Cross-Cultural Consumer Acceptability and Purchase Intent of Forage-Finished Rib-Eye Steaks

J Food Sci. 2015 Oct;80(10):S2287-95. doi: 10.1111/1750-3841.12999. Epub 2015 Sep 26.

Abstract

Rib-eye steaks, from 3 forage-finished systems (S1, S2, and S3) and 1 commercial steak (C), either cooked by 1-sided-grilling or 2-sided-grilling, were evaluated for sensory acceptability [overall appearance (ORA) and overall appearance of fat (OAF) for raw steaks; overall appearance (OCA), overall beef aroma (OBA), overall beef flavor (OBF), juiciness, tenderness and overall liking (OL) for cooked steaks] and purchase intent by Hispanic, Asian and U.S. consumers. They also indicated preferred degree of doneness and cooking methods. Cross-cultural differences in preferences and consumer acceptability of rib-eye steaks were observed. Grilling was the most preferred cooking method. Hispanics and Asians preferred medium and/or medium well, while U.S. consumers preferred medium and/or medium rare. For cooked steaks, the population effect was significant for all sensory attributes; Asians generally scored lower than did Hispanics and U.S. consumers. C and S3 generally had higher scores for all sensory attributes across 3 populations. Purchase intent for all forage-finished steaks was higher for Hispanics and U.S. consumers compared to Asians (50.0% to 77.8% compared with 43.2% to 65.9%). Attributes influencing purchase intent of forage-finished steaks differed among populations: tenderness (odds ratio = 1.4) for Hispanics, OCA (odds ratio = 1.5) for Asians, and OBF (odds ratio = 1.3) for U.S. consumers. Overall, this study demonstrated that the type of forage-finished system and ethnic differences influenced sensory acceptability and purchase intent of forage-finished rib-eye steaks.

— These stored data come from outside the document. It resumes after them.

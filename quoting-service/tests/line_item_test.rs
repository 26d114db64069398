//! Line-item builder tests.

mod common;

use common::{builder, catalog, dec, manual_line};
use quoting_service::error::PricingError;
use quoting_service::models::{
    CreateLineItem, LineItem, PropertyCondition, QualityTier, ValidationWarning, WorkCategory,
};
use quoting_service::money::round_money;
use quoting_service::services::{LineItemBuilder, PACKAGE_UNIT};
use service_core::error::AppError;

#[test]
fn tiling_line_applies_markup_and_rounds_to_cents() {
    let line = builder()
        .build_item_line(
            WorkCategory::Masonry,
            "wall_tiling",
            dec("25"),
            QualityTier::Standard,
            true,
        )
        .unwrap();

    // 47.50 * 1.15 = 54.625
    assert_eq!(line.unit_price(), dec("54.63"));
    assert_eq!(line.subtotal(), dec("1365.75"));
    assert_eq!(line.unit(), "m²");
    assert!(!line.is_package());
    assert!(line.included_items().is_empty());
}

#[test]
fn markup_can_be_skipped() {
    let line = builder()
        .build_item_line(
            WorkCategory::Electrical,
            "light_point",
            dec("10"),
            QualityTier::Premium,
            false,
        )
        .unwrap();

    assert_eq!(line.unit_price(), dec("100"));
    assert_eq!(line.subtotal(), dec("1000.00"));
}

#[test]
fn item_unit_price_is_catalog_price_with_markup() {
    let catalog = catalog();
    let builder = LineItemBuilder::new(catalog.clone(), dec("15"));

    for entry in catalog.items() {
        for (tier, price) in &entry.prices {
            let line = builder
                .build_item_line(entry.category, &entry.code, dec("1"), *tier, true)
                .unwrap();
            assert_eq!(line.unit_price(), round_money(*price * dec("1.15")));
        }
    }
}

#[test]
fn zero_or_negative_quantity_is_rejected_before_lookup() {
    let builder = builder();

    let err = builder
        .build_item_line(
            WorkCategory::Masonry,
            "wall_tiling",
            dec("0"),
            QualityTier::Standard,
            true,
        )
        .unwrap_err();
    assert_eq!(err, PricingError::InvalidQuantity(dec("0")));

    // Unknown code, but the quantity check comes first
    let err = builder
        .build_item_line(
            WorkCategory::Masonry,
            "no_such_item",
            dec("-2"),
            QualityTier::Standard,
            true,
        )
        .unwrap_err();
    assert_eq!(err, PricingError::InvalidQuantity(dec("-2")));
}

#[test]
fn tiny_quantity_is_computable() {
    let line = builder()
        .build_item_line(
            WorkCategory::Masonry,
            "wall_tiling",
            dec("0.0001"),
            QualityTier::Standard,
            true,
        )
        .unwrap();

    assert_eq!(line.quantity(), dec("0.0001"));
    assert_eq!(line.subtotal(), dec("0.01"));
}

#[test]
fn tier_fallback_is_reported() {
    let (line, warning) = builder()
        .build_item_line_reporting(
            WorkCategory::Masonry,
            "demolition",
            dec("10"),
            QualityTier::Basic,
            true,
        )
        .unwrap();

    assert_eq!(line.unit_price(), dec("20.13")); // 17.50 * 1.15 = 20.125
    assert!(line.notes().is_some());
    assert_eq!(
        warning,
        Some(ValidationWarning::QualityFallback {
            category: WorkCategory::Masonry,
            code: "demolition".to_string(),
            requested: QualityTier::Basic,
        })
    );
}

#[test]
fn unknown_item_is_not_found() {
    let err = builder()
        .build_item_line(
            WorkCategory::Kitchen,
            "wine_cellar",
            dec("1"),
            QualityTier::Standard,
            true,
        )
        .unwrap_err();

    assert!(matches!(err, PricingError::NotFound { .. }));
}

#[test]
fn bathroom_package_is_one_line_without_markup() {
    let builder = builder();

    let lines = builder
        .build_package_lines("full_bathroom", QualityTier::Standard, dec("5"))
        .unwrap();

    assert_eq!(lines.len(), 1);
    let line = &lines[0];
    assert!(line.is_package());
    assert_eq!(line.category(), WorkCategory::Package);
    assert_eq!(line.unit(), PACKAGE_UNIT);
    assert_eq!(line.quantity(), dec("1"));
    assert_eq!(line.unit_price(), dec("5500.00"));
    assert_eq!(line.subtotal(), dec("5500.00"));
    assert_eq!(line.included_items().len(), 12);
}

#[test]
fn package_price_equals_catalog_price_exactly() {
    let catalog = catalog();
    let builder = LineItemBuilder::new(catalog.clone(), dec("15"));

    for package in catalog.packages() {
        for tier in package.pricing.tiers() {
            let area = dec("23.7");
            let lines = builder.build_package_lines(&package.code, tier, area).unwrap();
            let expected = catalog.price_for_package(&package.code, tier, area).unwrap();
            assert_eq!(lines[0].unit_price(), expected);
        }
    }
}

#[test]
fn package_with_bad_area_fails() {
    let err = builder()
        .build_package_lines("whole_home_renovation", QualityTier::Standard, dec("-5"))
        .unwrap_err();

    assert_eq!(err, PricingError::InvalidArea(dec("-5")));
}

#[test]
fn condition_factor_scales_items_but_not_packages() {
    let builder = builder();
    let mut lines = vec![manual_line(WorkCategory::Masonry, "2", "100.00")];
    lines.extend(
        builder
            .build_package_lines("full_bathroom", QualityTier::Basic, dec("5"))
            .unwrap(),
    );

    let old = builder
        .apply_condition_factor(&lines, PropertyCondition::Old)
        .unwrap();
    assert_eq!(old[0].unit_price(), dec("110.00"));
    assert_eq!(old[1].unit_price(), dec("3500.00"));

    let new = builder
        .apply_condition_factor(&lines, PropertyCondition::New)
        .unwrap();
    assert_eq!(new[0].unit_price(), dec("95.00"));

    let normal = builder
        .apply_condition_factor(&lines, PropertyCondition::Normal)
        .unwrap();
    assert_eq!(normal, lines);
}

#[test]
fn condition_factor_result_is_rounded() {
    let lines = vec![manual_line(WorkCategory::Plumbing, "1", "54.63")];

    let adjusted = builder()
        .apply_condition_factor(&lines, PropertyCondition::Derelict)
        .unwrap();

    // 54.63 * 1.25 = 68.2875
    assert_eq!(adjusted[0].unit_price(), dec("68.29"));
}

#[test]
fn line_item_rejects_invalid_input() {
    let base = CreateLineItem {
        category: WorkCategory::Masonry,
        code: "painting".to_string(),
        description: "Painting".to_string(),
        unit: "m²".to_string(),
        quantity: dec("1"),
        unit_price: dec("10"),
        quality: QualityTier::Standard,
        is_package: false,
        included_items: vec!["ignored".to_string()],
        notes: None,
    };

    let line = LineItem::new(base.clone()).unwrap();
    assert!(line.included_items().is_empty());

    let err = LineItem::new(CreateLineItem {
        unit_price: dec("-0.01"),
        ..base.clone()
    })
    .unwrap_err();
    assert_eq!(err, PricingError::InvalidUnitPrice(dec("-0.01")));

    let err = LineItem::new(CreateLineItem {
        quantity: dec("0"),
        ..base
    })
    .unwrap_err();
    assert_eq!(err, PricingError::InvalidQuantity(dec("0")));
}

#[test]
fn subtotal_is_always_rounded_product() {
    let cases = [("3", "19.99"), ("2.5", "33.33"), ("0.333", "10"), ("7", "0")];

    for (quantity, price) in cases {
        let line = manual_line(WorkCategory::Carpentry, quantity, price);
        assert_eq!(line.subtotal(), round_money(dec(quantity) * dec(price)));
    }
}

#[test]
fn oversized_quantity_is_an_amount_error_not_a_panic() {
    let err = builder()
        .build_item_line(
            WorkCategory::Masonry,
            "wall_tiling",
            dec("79228162514264337593543950"),
            QualityTier::Standard,
            true,
        )
        .unwrap_err();

    assert!(matches!(err, PricingError::AmountOverflow(_)));
    assert_eq!(err.error_type(), "amount_overflow");
    assert_eq!(
        AppError::from(err).status_code(),
        axum::http::StatusCode::BAD_REQUEST
    );
}

#[test]
fn line_amount_is_capped_at_construction() {
    let input = CreateLineItem {
        category: WorkCategory::Masonry,
        code: "manual".to_string(),
        description: "Manual line".to_string(),
        unit: "ud".to_string(),
        quantity: dec("1000000"),
        unit_price: dec("1000000"),
        quality: QualityTier::Standard,
        is_package: false,
        included_items: Vec::new(),
        notes: None,
    };
    let at_cap = LineItem::new(input.clone()).unwrap();
    assert_eq!(at_cap.subtotal(), dec("1000000000000.00"));

    let over = LineItem::new(CreateLineItem {
        unit_price: dec("1000000.01"),
        ..input
    });
    assert!(matches!(over, Err(PricingError::AmountOverflow(_))));
}
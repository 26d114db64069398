//! Pricing and catalog errors.

use rust_decimal::Decimal;
use service_core::error::AppError;
use thiserror::Error;

/// Errors raised by pricing operations. Always propagated to the caller.
#[derive(Debug, Clone, PartialEq, Error)]
pub enum PricingError {
    #[error("{kind} '{key}' not found in catalog")]
    NotFound { kind: &'static str, key: String },

    #[error("Quantity must be greater than zero (got {0})")]
    InvalidQuantity(Decimal),

    #[error("Unit price must not be negative (got {0})")]
    InvalidUnitPrice(Decimal),

    #[error("Area must be greater than zero (got {0})")]
    InvalidArea(Decimal),

    #[error("{0} exceeds the supported amount range")]
    AmountOverflow(String),

    #[error("Recomputed total {recomputed} does not match persisted total {persisted}")]
    RecordMismatch {
        persisted: Decimal,
        recomputed: Decimal,
    },
}

impl PricingError {
    pub fn item_not_found(category: impl std::fmt::Display, code: &str) -> Self {
        PricingError::NotFound {
            kind: "Item",
            key: format!("{}/{}", category, code),
        }
    }

    pub fn package_not_found(code: &str) -> Self {
        PricingError::NotFound {
            kind: "Package",
            key: code.to_string(),
        }
    }

    pub fn tier_not_found(owner: &str, tier: impl std::fmt::Display) -> Self {
        PricingError::NotFound {
            kind: "Quality tier",
            key: format!("{}/{}", owner, tier),
        }
    }

    /// Short label for metrics.
    pub fn error_type(&self) -> &'static str {
        match self {
            PricingError::NotFound { .. } => "not_found",
            PricingError::InvalidQuantity(_) => "invalid_quantity",
            PricingError::InvalidUnitPrice(_) => "invalid_unit_price",
            PricingError::InvalidArea(_) => "invalid_area",
            PricingError::AmountOverflow(_) => "amount_overflow",
            PricingError::RecordMismatch { .. } => "record_mismatch",
        }
    }
}

impl From<PricingError> for AppError {
    fn from(err: PricingError) -> Self {
        match err {
            PricingError::NotFound { .. } => AppError::NotFound(anyhow::Error::new(err)),
            PricingError::InvalidQuantity(_)
            | PricingError::InvalidUnitPrice(_)
            | PricingError::InvalidArea(_)
            | PricingError::AmountOverflow(_) => AppError::BadRequest(anyhow::Error::new(err)),
            PricingError::RecordMismatch { .. } => AppError::InternalError(anyhow::Error::new(err)),
        }
    }
}

/// Errors raised while loading the catalog at startup.
#[derive(Debug, Error)]
pub enum CatalogError {
    #[error("Failed to read catalog file: {0}")]
    Io(#[from] std::io::Error),

    #[error("Failed to parse catalog: {0}")]
    Parse(#[from] serde_json::Error),

    #[error("Invalid catalog: {0}")]
    Invalid(String),
}

impl From<CatalogError> for AppError {
    fn from(err: CatalogError) -> Self {
        AppError::ConfigError(anyhow::Error::new(err))
    }
}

Practical application: Demand for forage-finished beef has increased worldwide due to its potential health benefits. Little is known regarding the cross-cultural effects on the consumer acceptance of forage-finished beef. We evaluated sensory acceptance and purchase intent of raw and cooked forage-finished rib-eye steaks using Hispanic, Asian, and U.S. (White and African American) populations. This study demonstrated that consumer acceptability and purchase intent of forage-finished rib-eye steaks differed among Hispanic, Asian, and U.S. populations. This information can be used to guide development and marketing strategies for beef products.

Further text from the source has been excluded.